Characterizing functionalized electrode surfaces with unique spectroelectrochemical methods for biosensor development

使用独特的光谱电化学方法表征功能化电极表面，用于生物传感器的开发

• 批准号: RGPIN-2016-05528
• 负责人: Bizzotto, Dan
• 金额: $ 3.35万
• 依托单位: University of British Columbia
• 依托单位国家: 加拿大
• 项目类别: Discovery Grants Program - Individual
• 财政年份: 2020
• 资助国家: 加拿大
• 起止时间: 2020-01-01 至 2021-12-31
• 项目状态: 已结题
• 来源: https://www.nserc-crsng.gc.ca/ase-oro/Details-Detailles_eng.asp?id=709770
• 关键词: Characterizing; functionalized; electrode; surfaces; unique

Electrochemical processes form the basis of many new technologies (eg. batteries, fuel cells, solar cells) as well as approaches to bioanalytical sensing. The portability and small footprint of these sensors Electrochemical based biosensors rely on the modification of the electrode surface with biologically active species (eg lipids, nucleic acids or enzymes) that can specifically interact with compounds of interest in the sample, and then transduce this interaction into a signal that can be measured accurately. This requires a high level of control over the preparation of the sensor surface. A biosensor must have a sufficient number of probes on the surface which are accessible by the targets in solution so that when specifically interacting, will create a change in the measured signal. Controlling the probe density, probe distribution, reducing the non-specific interactions (noise) by controlling the surface structures will enable improvement of the functionalized surfaces with extension to development of new biosensor transduction motifs. Characterizing the electrochemical interface has been the focus of our research efforts for many years. We have developed a unique in-situ fluorescence microscopic method for analyzing these interfaces while controlling the electrochemical potential. This is accomplished by using a fluorophore labelled adsorbate. The fluorescence measured depends on the separation of the fluorophore from the electrode surface with fluorescence quenched when closer than 5nm. Our method enables a detailed understanding of the structure of these modified surfaces, from large scales (sub mm) to molecular sized regimes (10s of nm) and how this depends on the surface crystallography and the functionalization method (multiple step adsorption, co-adsorption, potential-controlled adsorption, chemical modification of the functionalized surface). We continue to advance our in-situ characterization method to include confocal microscopy with fluorescence lifetime imaging. These new analysis methods will be used in creating complex surfaces; from multi-component surfaces, to quantum dot decorated surfaces. Our long term goal is to devise methods for creating biosensor surfaces which are optimally functional guided by the use of advanced in-situ characterization techniques. This is the foundational principle which we will use to influence the creation of well defined biosensors and, more broadly all types of functionalized surfaces.

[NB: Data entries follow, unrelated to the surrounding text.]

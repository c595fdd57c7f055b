//! Redis cache backend.

use super::{CacheError, KeyValueCache};
use async_trait::async_trait;
use redis::aio::MultiplexedConnection;
use std::fmt;
use std::time::Duration;
use tracing::info;

impl From<redis::RedisError> for CacheError {
    fn from(err: redis::RedisError) -> Self {
        CacheError::Backend(err.to_string())
    }
}

/// Cache backend backed by a shared multiplexed Redis connection.
#[derive(Clone)]
pub struct RedisCache {
    conn: MultiplexedConnection,
}

impl fmt::Debug for RedisCache {
    fn fmt(&self, f: &mut fmt::Formatter<'_>) -> fmt::Result {
        f.debug_struct("RedisCache").finish_non_exhaustive()
    }
}

impl RedisCache {
    /// Connect to the Redis server at `url`.
    pub async fn connect(url: &str) -> Result<Self, CacheError> {
        let client = redis::Client::open(url)?;
        let conn = client.get_multiplexed_tokio_connection().await?;
        info!("Connected to Redis cache");
        Ok(Self { conn })
    }
}

#[async_trait]
impl KeyValueCache for RedisCache {
    async fn get(&self, key: &str) -> Result<Option<String>, CacheError> {
        let mut conn = self.conn.clone();
        let value = redis::cmd("GET")
            .arg(key)
            .query_async::<_, Option<String>>(&mut conn)
            .await?;
        Ok(value)
    }

    async fn set_ex(&self, key: &str, value: &str, ttl: Duration) -> Result<(), CacheError> {
        let mut conn = self.conn.clone();
        redis::cmd("SET")
            .arg(key)
            .arg(value)
            .arg("EX")
            .arg(ttl.as_secs().max(1))
            .query_async::<_, ()>(&mut conn)
            .await?;
        Ok(())
    }

    async fn delete(&self, key: &str) -> Result<(), CacheError> {
        let mut conn = self.conn.clone();
        redis::cmd("DEL")
            .arg(key)
            .query_async::<_, ()>(&mut conn)
            .await?;
        Ok(())
    }

    async fn incr(&self, key: &str) -> Result<i64, CacheError> {
        let mut conn = self.conn.clone();
        let value = redis::cmd("INCR")
            .arg(key)
            .query_async::<_, i64>(&mut conn)
            .await?;
        Ok(value)
    }

    async fn delete_prefix(&self, prefix: &str) -> Result<u64, CacheError> {
        let mut conn = self.conn.clone();
        let pattern = format!("{}*", prefix);
        let mut cursor: u64 = 0;
        let mut removed = 0u64;

        loop {
            let (next, keys): (u64, Vec<String>) = redis::cmd("SCAN")
                .arg(cursor)
                .arg("MATCH")
                .arg(&pattern)
                .arg("COUNT")
                .arg(100)
                .query_async(&mut conn)
                .await?;

            if !keys.is_empty() {
                let deleted = redis::cmd("DEL")
                    .arg(&keys)
                    .query_async::<_, u64>(&mut conn)
                    .await?;
                removed += deleted;
            }

            if next == 0 {
                break;
            }
            cursor = next;
        }

        Ok(removed)
    }
}
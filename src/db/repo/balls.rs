//! Ball operations for the repository.

use crate::domain::{Ball, BallId, Over, OverId, TimeMs, WicketKind};
use crate::store::StoreError;
use sqlx::sqlite::SqliteRow;
use sqlx::Row;

use super::overs::insert_over_tx;
use super::{decode, expect_row, int, Repository};

fn ball_from_row(row: &SqliteRow) -> Result<Ball, StoreError> {
    let wicket_kind: Option<String> = row.try_get("wicket_kind")?;
    let wicket_kind = wicket_kind
        .map(|raw| raw.parse::<WicketKind>())
        .transpose()
        .map_err(|e| StoreError::Backend(format!("corrupt wicket_kind column: {}", e)))?;

    Ok(Ball {
        id: decode(row, "id")?,
        over_id: decode(row, "over_id")?,
        ball_number: int(row, "ball_number")?,
        ball_type: decode(row, "ball_type")?,
        run_type: decode(row, "run_type")?,
        runs: int(row, "runs")?,
        byes: int(row, "byes")?,
        is_wicket: row.try_get::<i64, _>("is_wicket")? != 0,
        wicket_kind,
        created_at: TimeMs::new(row.try_get("created_at")?),
    })
}

impl Repository {
    /// Insert a ball, opening `new_over` first, in a single transaction.
    ///
    /// # Errors
    /// Returns `Conflict` on a duplicate over number or ball number; nothing is
    /// written in that case.
    pub(super) async fn insert_ball(
        &self,
        new_over: Option<&Over>,
        ball: &Ball,
    ) -> Result<(), StoreError> {
        let mut tx = self.pool.begin().await?;

        if let Some(over) = new_over {
            insert_over_tx(&mut tx, over).await?;
        }

        sqlx::query(
            r#"
            INSERT INTO balls (
                id, over_id, ball_number, ball_type, run_type, runs, byes,
                is_wicket, wicket_kind, created_at
            ) VALUES (?, ?, ?, ?, ?, ?, ?, ?, ?, ?)
            "#,
        )
        .bind(ball.id.to_string())
        .bind(ball.over_id.to_string())
        .bind(i64::from(ball.ball_number))
        .bind(ball.ball_type.as_str())
        .bind(ball.run_type.as_str())
        .bind(i64::from(ball.runs))
        .bind(i64::from(ball.byes))
        .bind(i64::from(ball.is_wicket))
        .bind(ball.wicket_kind.map(|k| k.as_str()))
        .bind(ball.created_at.as_i64())
        .execute(&mut *tx)
        .await?;

        tx.commit().await?;
        Ok(())
    }

    pub(super) async fn query_balls(&self, over_id: OverId) -> Result<Vec<Ball>, StoreError> {
        let rows = sqlx::query("SELECT * FROM balls WHERE over_id = ? ORDER BY ball_number ASC")
            .bind(over_id.to_string())
            .fetch_all(&self.pool)
            .await?;

        rows.iter().map(ball_from_row).collect()
    }

    pub(super) async fn remove_ball(&self, id: BallId) -> Result<(), StoreError> {
        let result = sqlx::query("DELETE FROM balls WHERE id = ?")
            .bind(id.to_string())
            .execute(&self.pool)
            .await?;

        expect_row(result.rows_affected(), format!("ball {}", id))
    }
}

电化学过程构成了许多新技术（例如电池、燃料电池、太阳能电池）以及生物分析传感方法的基础。这些传感器的便携性和占地面积小 基于电化学的生物传感器依赖于用生物活性物质（例如脂质、核酸或酶）对电极表面进行修饰，这些生物活性物质可以与样品中感兴趣的化合物特异性相互作用，然后将这种相互作用转换成可以准确测量的信号。这需要对传感器表面的制备进行高水平的控制。生物传感器的表面必须有足够数量的探针，溶液中的目标可以接触到这些探针，以便在特异性相互作用时，会产生测量信号的变化。通过控制表面结构来控制探针密度、探针分布、减少非特异性相互作用（噪声）将能够改进功能化表面，并扩展到新生物传感器转导基序的开发。 多年来，表征电化学界面一直是我们研究工作的重点。我们开发了一种独特的原位荧光显微镜方法来分析这些界面，同时控制电化学势。这是通过使用荧光团标记的吸附物来实现的。测量的荧光取决于荧光团与电极表面的分离，当距离小于 5 nm 时荧光会猝灭。我们的方法可以详细了解这些改性表面的结构，从大尺度（亚毫米）到分子尺寸（数十纳米），以及这如何取决于表面晶体学和功能化方法（多步吸附、共吸附） 、电位控制吸附、功能化表面的化学修饰）。我们继续改进我们的原位表征方法，包括具有荧光寿命成像的共焦显微镜。这些新的分析方法将用于创建复杂的表面；从多组分表面到量子点装饰表面。我们的长期目标是设计创建生物传感器表面的方法，通过使用先进的原位表征技术来实现最佳功能。这是我们将用来影响定义明确的生物传感器以及更广泛的所有类型的功能化表面的创建的基本原则。